Las clases del colegio de Macotera fueron ocupadas por el hospital de guerra, al mando del médico
En este hospital rural se recibían también pacientes directamente del frente, la mayoría del de Madrid, que eran los que más problemas planteaban desde el punto de vista higiénico. Los piojos, liendres, pulgas y chinches estaban a la orden del día, y las ropas de los pacientes tenían que ser escaldadas para liberarlas de los parásitos, que a veces se acantonaban en las costuras y solamente con la plancha bien caliente desaparecían. La pobreza de medios del hospital era ostensible. Las vendas eran reutilizables. Las lavaban, planchaban y enrollaban para poderlas utilizar de nuevo varias veces, hasta que quedaban deshilachadas e inservibles.
El hospital de guerra de Macotera estaba atendido por el médico del pueblo, el practicante, cinco jóvenes voluntarias del pueblo y cinco monjas de la Caridad. El número de pacientes variaba, dependiendo de la saturación de los hospitales de sangre de Salamanca.
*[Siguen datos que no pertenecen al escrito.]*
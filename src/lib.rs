// growable bitfield packed msb-first into bytes,
// with bulk index-set and inclusive range operators

pub mod dsa;

pub use dsa::bitfield::{BitField,BitsError,Result};
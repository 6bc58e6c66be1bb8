use std::env;
use std::path::PathBuf;
use std::time::Duration;

use runway_api::ServiceKind;
use runway_types::StepKind;
use runway_util::expand_tilde;
use serde::{Deserialize, Serialize};

/// Root of `config.json`.
#[derive(Debug, Clone, Default, PartialEq, Eq, Serialize, Deserialize)]
#[serde(rename_all = "camelCase", default)]
pub struct RunwayConfig {
    pub services: ServicesConfig,
    pub engine: EngineSettings,
    pub storage: StorageConfig,
}

/// Base URLs of the remote collaborators.
#[derive(Debug, Clone, Default, PartialEq, Eq, Serialize, Deserialize)]
#[serde(rename_all = "camelCase", default)]
pub struct ServicesConfig {
    #[serde(skip_serializing_if = "Option::is_none")]
    pub sql: Option<String>,
    #[serde(skip_serializing_if = "Option::is_none")]
    pub code_jobs: Option<String>,
    #[serde(skip_serializing_if = "Option::is_none")]
    pub data_jobs: Option<String>,
    #[serde(skip_serializing_if = "Option::is_none")]
    pub provisioning: Option<String>,
}

impl ServicesConfig {
    pub fn location(&self, kind: ServiceKind) -> Option<&str> {
        let location = match kind {
            ServiceKind::Sql => &self.sql,
            ServiceKind::CodeJobs => &self.code_jobs,
            ServiceKind::DataJobs => &self.data_jobs,
            ServiceKind::Provisioning => &self.provisioning,
        };
        location.as_deref().filter(|value| !value.trim().is_empty())
    }

    /// Effective location of every service.
    ///
    /// Precedence: the service's `RUNWAY_*_URL` variable, then this file,
    /// then the built-in default.
    pub fn resolved_locations(&self) -> Vec<(ServiceKind, String)> {
        ServiceKind::ALL
            .into_iter()
            .map(|kind| {
                let url = env::var(kind.env_var())
                    .ok()
                    .filter(|value| !value.trim().is_empty())
                    .or_else(|| self.location(kind).map(str::to_string))
                    .unwrap_or_else(|| kind.default_base_url().to_string());
                (kind, url)
            })
            .collect()
    }
}

#[derive(Debug, Clone, PartialEq, Eq, Serialize, Deserialize)]
#[serde(rename_all = "camelCase", default)]
pub struct EngineSettings {
    pub boot_timeout_secs: u64,
    pub boot_poll_interval_ms: u64,
    pub active_window_secs: u64,
    pub workers: usize,
    pub max_redeliveries: u32,
    pub redelivery_delay_ms: u64,
    pub request_timeout_secs: u64,
    pub polling: PollingConfig,
}

impl Default for EngineSettings {
    fn default() -> Self {
        Self {
            boot_timeout_secs: 600,
            boot_poll_interval_ms: 5_000,
            active_window_secs: 60,
            workers: 4,
            max_redeliveries: 3,
            redelivery_delay_ms: 1_000,
            request_timeout_secs: 30,
            polling: PollingConfig::default(),
        }
    }
}

impl EngineSettings {
    pub fn boot_timeout(&self) -> Duration {
        Duration::from_secs(self.boot_timeout_secs)
    }

    pub fn boot_poll_interval(&self) -> Duration {
        Duration::from_millis(self.boot_poll_interval_ms)
    }

    pub fn active_window(&self) -> Duration {
        Duration::from_secs(self.active_window_secs)
    }

    pub fn redelivery_delay(&self) -> Duration {
        Duration::from_millis(self.redelivery_delay_ms)
    }

    pub fn request_timeout(&self) -> Duration {
        Duration::from_secs(self.request_timeout_secs)
    }
}

/// Poll cadence and deadline for each step kind.
#[derive(Debug, Clone, Default, PartialEq, Eq, Serialize, Deserialize)]
#[serde(rename_all = "camelCase", default)]
pub struct PollingConfig {
    pub sql: PollSettings,
    pub code_job: PollSettings,
    pub import: PollSettings,
    pub export: PollSettings,
}

impl PollingConfig {
    pub fn for_kind(&self, kind: StepKind) -> &PollSettings {
        match kind {
            StepKind::Sql => &self.sql,
            StepKind::CodeJob => &self.code_job,
            StepKind::Import => &self.import,
            StepKind::Export => &self.export,
        }
    }

    /// Same settings for every kind.
    pub fn uniform(settings: PollSettings) -> Self {
        Self {
            sql: settings.clone(),
            code_job: settings.clone(),
            import: settings.clone(),
            export: settings,
        }
    }
}

#[derive(Debug, Clone, PartialEq, Eq, Serialize, Deserialize)]
#[serde(rename_all = "camelCase", default)]
pub struct PollSettings {
    pub interval_ms: u64,
    pub timeout_secs: u64,
}

impl Default for PollSettings {
    fn default() -> Self {
        Self {
            interval_ms: 2_000,
            timeout_secs: 24 * 60 * 60,
        }
    }
}

impl PollSettings {
    pub fn interval(&self) -> Duration {
        Duration::from_millis(self.interval_ms)
    }

    pub fn timeout(&self) -> Duration {
        Duration::from_secs(self.timeout_secs)
    }
}

#[derive(Debug, Clone, PartialEq, Eq, Serialize, Deserialize)]
#[serde(rename_all = "camelCase", default)]
pub struct StorageConfig {
    pub workflows_path: String,
}

impl Default for StorageConfig {
    fn default() -> Self {
        Self {
            workflows_path: "~/.runway/workflows".to_string(),
        }
    }
}

impl StorageConfig {
    pub fn workflows_dir(&self) -> PathBuf {
        expand_tilde(&self.workflows_path)
    }
}

#[cfg(test)]
mod tests {
    use super::*;

    #[test]
    fn partial_documents_fill_in_defaults() {
        let config: RunwayConfig = serde_json::from_str(
            r#"{
                "services": { "codeJobs": "http://flint.internal/flint" },
                "engine": { "bootTimeoutSecs": 120, "polling": { "sql": { "intervalMs": 500 } } }
            }"#,
        )
        .unwrap();

        assert_eq!(config.services.location(ServiceKind::CodeJobs), Some("http://flint.internal/flint"));
        assert_eq!(config.services.location(ServiceKind::Sql), None);
        assert_eq!(config.engine.boot_timeout(), Duration::from_secs(120));
        assert_eq!(config.engine.workers, 4);
        assert_eq!(config.engine.polling.for_kind(StepKind::Sql).interval(), Duration::from_millis(500));
        assert_eq!(config.engine.polling.for_kind(StepKind::Sql).timeout_secs, 86_400);
        assert_eq!(config.engine.polling.for_kind(StepKind::Export), &PollSettings::default());
    }

    #[test]
    fn environment_beats_file_beats_default() {
        let services = ServicesConfig {
            sql: Some("http://file.internal/shark".into()),
            provisioning: Some("http://file.internal/redshirt".into()),
            ..ServicesConfig::default()
        };
        temp_env::with_vars(
            [
                ("RUNWAY_SQL_URL", None),
                ("RUNWAY_CODE_JOBS_URL", None),
                ("RUNWAY_DATA_JOBS_URL", None),
                ("RUNWAY_PROVISIONING_URL", Some("http://env.internal/redshirt")),
            ],
            || {
                let locations = services.resolved_locations();
                assert!(locations.contains(&(ServiceKind::Sql, "http://file.internal/shark".to_string())));
                assert!(locations.contains(&(ServiceKind::Provisioning, "http://env.internal/redshirt".to_string())));
                assert!(locations.contains(&(ServiceKind::DataJobs, ServiceKind::DataJobs.default_base_url().to_string())));
            },
        );
    }
}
El número máximo de acogidos llegó a los cincuenta.
El centro se cerró al terminar la guerra. Poco a poco fue disminuyendo el número de pacientes, hasta que cerró por falta de enfermos. Los heridos tratados pertenecían a la mayoría de las provincias del bando nacional.
La alimentación de los ingresados era excelente para aquellos años. Desayunaban café con galletas, comían legumbres y patatas con carne, huevos fritos, cocidos o pasados por agua.
Exceptuando el médico y el practicante, ninguna de las voluntarias cobraba. La lavandera, una señora ajena al hospital, también recibía una pequeña gratificación por su penosa ocupación. Las voluntarias pertenecían a la sociedad más significativa del pueblo, las hijas del médico, la del farmacéutico y la del chalán.
Las altas eran frecuentes. Por allí pasaron centenares de pacientes de los que, debido al tiempo trascurrido, la inmensa mayoría habrá muerto o tendrá alrededor de cien años.
El colegio, que había sido desplazado a unas paneras de la plaza del pueblo, no volvió al lugar de partida. Las monjas de la Caridad, las de la toca y velo descomunal, las que tenían que hacer maniobras para traspasar las puertas, vivieron largos años en el hospital, envejeciendo con él, y eran conocidas en Macotera como las monjas del hospital. Al flaquear las vocaciones, desaparecieron del pueblo.
Estos hospitales auxiliares fueron muy importantes para dejar camas libres en los de sangre. Los pacientes podían pasar la convalecencia en otros establecimientos más básicos, bajo la vigilancia de un médico de cabecera y un enfermero y con la atención de voluntarias que se prestaban a darlo todo por nada.
Nota: los datos para confeccionar este artículo han sido recogidos de viva voz a Jerónima García Martín, voluntaria que fue de dicho hospital.